Dataset entries:

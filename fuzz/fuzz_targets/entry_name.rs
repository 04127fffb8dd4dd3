//! Fuzz target for entry-name normalization.
//!
//! Run with: cargo +nightly fuzz run entry_name

#![no_main]

use gar::archive_path::{clean_str, escapes_root};
use libfuzzer_sys::fuzz_target;

fuzz_target!(|data: &[u8]| {
    let Ok(path) = std::str::from_utf8(data) else {
        return;
    };

    let cleaned = clean_str(path);
    assert!(!cleaned.starts_with('/'));
    assert_eq!(clean_str(&cleaned), cleaned);
    if !escapes_root(&cleaned) {
        assert!(cleaned.split('/').all(|seg| seg != ".."));
    }
});
//! Writing embedded entries out to a directory.

use std::fs::{self, File};
use std::io::{self, BufWriter, Write};
use std::path::Path;

use crate::archive_path::escapes_root;
use crate::fs::FileSystem;
use crate::region::ReadAt;
use crate::{Error, Result};

/// Result of an extraction batch.
#[derive(Debug, Clone, Default)]
pub struct ExtractResult {
    /// Number of entries extracted.
    pub entries_extracted: usize,
    /// Number of entries that failed.
    pub entries_failed: usize,
    /// Total bytes extracted.
    pub bytes_extracted: u64,
    /// Detailed failures (entry name and error message).
    pub failures: Vec<(String, String)>,
}

impl ExtractResult {
    /// Returns true if all selected entries were extracted successfully.
    pub fn is_ok(&self) -> bool {
        self.entries_failed == 0
    }

    /// Returns true if any entries failed.
    pub fn is_err(&self) -> bool {
        self.entries_failed > 0
    }

    fn fail(&mut self, name: &str, error: &Error) {
        log::warn!("skipping '{}': {}", name, error);
        self.entries_failed += 1;
        self.failures.push((name.to_string(), error.to_string()));
    }
}

/// Extracts every entry of `embedded` under `dest`, in name order.
pub fn extract_all<S: ReadAt>(
    embedded: &FileSystem<S>,
    dest: impl AsRef<Path>,
) -> Result<ExtractResult> {
    extract(embedded, &[] as &[&str], dest)
}

/// Extracts the named entries of `embedded` under `dest`.
///
/// An empty `names` slice selects every entry. Each entry `name` is written
/// to `dest/name`, creating parent directories and overwriting existing
/// files.
///
/// Names that do not exist, cannot be decoded, or would land outside `dest`
/// are logged and recorded in [`ExtractResult::failures`]; the remaining
/// names are still extracted.
///
/// # Errors
///
/// Creating directories or files, or copying entry data, aborts the batch.
/// A partially written file is removed first.
pub fn extract<S, N>(
    embedded: &FileSystem<S>,
    names: &[N],
    dest: impl AsRef<Path>,
) -> Result<ExtractResult>
where
    S: ReadAt,
    N: AsRef<str>,
{
    let dest = dest.as_ref();
    let selected: Vec<String> = if names.is_empty() {
        let mut all: Vec<String> = embedded.list().into_iter().map(|info| info.name).collect();
        all.sort();
        all
    } else {
        names.iter().map(|name| name.as_ref().to_string()).collect()
    };

    let mut result = ExtractResult::default();
    for name in &selected {
        if escapes_root(name) {
            result.fail(name, &Error::PathTraversal { path: name.clone() });
            continue;
        }

        let target = dest.join(name);
        if name.ends_with('/') {
            if !embedded.exists(name) {
                result.fail(name, &Error::EntryNotFound { path: name.clone() });
                continue;
            }
            fs::create_dir_all(&target)?;
            result.entries_extracted += 1;
            continue;
        }

        let mut file = match embedded.open(name) {
            Ok(file) => file,
            Err(e) if matches!(e, Error::EntryNotFound { .. }) || e.is_unsupported() => {
                result.fail(name, &e);
                continue;
            }
            Err(e) => return Err(e),
        };

        if let Some(parent) = target.parent() {
            fs::create_dir_all(parent)?;
        }
        let bytes = write_entry(&mut file, &target)?;
        log::debug!("extracted '{}' ({} bytes)", name, bytes);

        result.entries_extracted += 1;
        result.bytes_extracted += bytes;
    }

    Ok(result)
}

fn write_entry(entry: &mut impl io::Read, target: &Path) -> Result<u64> {
    let mut out = BufWriter::new(File::create(target)?);
    let copied = io::copy(entry, &mut out).and_then(|n| out.flush().map(|()| n));
    match copied {
        Ok(n) => Ok(n),
        Err(e) => {
            drop(out);
            if let Err(remove) = fs::remove_file(target) {
                log::warn!("failed to remove partial file '{}': {}", target.display(), remove);
            }
            Err(Error::from_io(e))
        }
    }
}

* _Instructions for the task_:
Among the records above, only the lines between the line holding "let selected: Vec<String>" and the line holding "let bytes = write_entry(&mut", inclusive, are to be output, exactly as written.

* _Completed task_:
    let selected: Vec<String> = if names.is_empty() {
        let mut all: Vec<String> = embedded.list().into_iter().map(|info| info.name).collect();
        all.sort();
        all
    } else {
        names.iter().map(|name| name.as_ref().to_string()).collect()
    };

    let mut result = ExtractResult::default();
    for name in &selected {
        if escapes_root(name) {
            result.fail(name, &Error::PathTraversal { path: name.clone() });
            continue;
        }

        let target = dest.join(name);
        if name.ends_with('/') {
            if !embedded.exists(name) {
                result.fail(name, &Error::EntryNotFound { path: name.clone() });
                continue;
            }
            fs::create_dir_all(&target)?;
            result.entries_extracted += 1;
            continue;
        }

        let mut file = match embedded.open(name) {
            Ok(file) => file,
            Err(e) if matches!(e, Error::EntryNotFound { .. }) || e.is_unsupported() => {
                result.fail(name, &e);
                continue;
            }
            Err(e) => return Err(e),
        };

        if let Some(parent) = target.parent() {
            fs::create_dir_all(parent)?;
        }
        let bytes = write_entry(&mut file, &target)?;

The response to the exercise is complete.